I took the money and ran! What happened is that the company who acquired us also was acquired later on and the newest company decided to start playing games with the pension. Lots of people aren't getting what they were promised, the 'fully funded' pension ended up no longer being fully funded etc etc.

DW had a similar situation earlier this year. She took the money and felt better about having it under her control rather than trying to figure out a moving target of "who has the money".

Unless you're dealing with a major outfit, (GE, P&G) I'd consider the benefit of just grabbing what you can and managing it yourself.
I suspect that you are referring to future accruals that have not been actually earned yet. This is a sad reality that we live in where the final years of a defined benefit pension typically count many times more than the earlier years in calculating a benefit. My company stopped pension accrual after I had given 22 years of service and it was totally legal. Pension accruals can be frozen or terminated at any time unilaterally by the company unless there is some type of contract involved (ie typically union or executive).

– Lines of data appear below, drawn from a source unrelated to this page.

#[test]
fn test_seed_and_injected_generator_agree() -> Result<(), CdrError> {
    let circuit = mixed_circuit();
    let mut seeded = RandomCircuitGenerator::new(
        GeneratorConfig::new().with_method_replace(ReplaceMethod::Uniform).with_seed(3),
    )?;
    let mut injected = RandomCircuitGenerator::new(
        GeneratorConfig::new()
            .with_method_replace(ReplaceMethod::Uniform)
            .with_rng(StdRng::seed_from_u64(3)),
    )?;
    assert_eq!(seeded.generate_circuits(&circuit, 5)?, injected.generate_circuits(&circuit, 5)?);
    Ok(())
}

#[test]
fn test_random_state_persists_across_calls() -> Result<(), CdrError> {
    let circuit = mixed_circuit();
    let mut generator = RandomCircuitGenerator::new(
        GeneratorConfig::new().with_method_replace(ReplaceMethod::Uniform).with_seed(8),
    )?;
    let first = generator.generate_circuits(&circuit, 5)?;
    let second = generator.generate_circuits(&circuit, 5)?;
    assert_ne!(first, second);
    Ok(())
}

#[test]
fn test_acceptance_decisions_replay_from_recorded_values() -> Result<(), CdrError> {
    let circuit = mixed_circuit();
    let sigma = 0.3;
    let executor = RecordingExecutor::new(Simulator::new());
    let mut generator = McmcCircuitGenerator::new(
        GeneratorConfig::new().with_method_replace(ReplaceMethod::Uniform).with_seed(17),
        executor,
        sigma,
    )?
    .with_observable(z0());

    let (training, trace) = generator.generate_circuits_traced(&circuit, 20)?;
    assert_eq!(training.len(), 20);

    let history = generator.executor().history().to_vec();
    assert_eq!(history.len(), trace.proposals() + 1);
    let mean = history[0].abs();
    assert_eq!(trace.mean_expectation_value(), Some(mean));

    let mut last = mean;
    let mut accepted = 0;
    for (step, recorded) in trace.steps().iter().zip(&history[1..]) {
        assert_eq!(step.candidate_value, recorded.abs());
        assert_eq!(step.reference_value, last);

        let expected = (likelihood(step.candidate_value, sigma, mean) / likelihood(last, sigma, mean)).min(1.0);
        assert!((step.acceptance_probability - expected).abs() < TEST_TOLERANCE);
        assert!((0.0..1.0).contains(&step.draw));
        assert_eq!(step.accepted, step.draw < step.acceptance_probability);

        if step.accepted {
            last = step.candidate_value;
            accepted += 1;
        }
    }
    assert_eq!(accepted, 20);
    Ok(())
}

I voted with my feet and left since my pension would be exactly the same if I worked until I had 30 years vs leaving early.

Traditionally, companies cannot just decide to stop paying for accrued benefits unless a bankruptcy is involved.

This, however, was revised about a year ago for multi-employer (ie union managed) pension funds where benefits can indeed be retroactively cut if the union-managed pension fund has serious risks of insolvency. A scary precedent.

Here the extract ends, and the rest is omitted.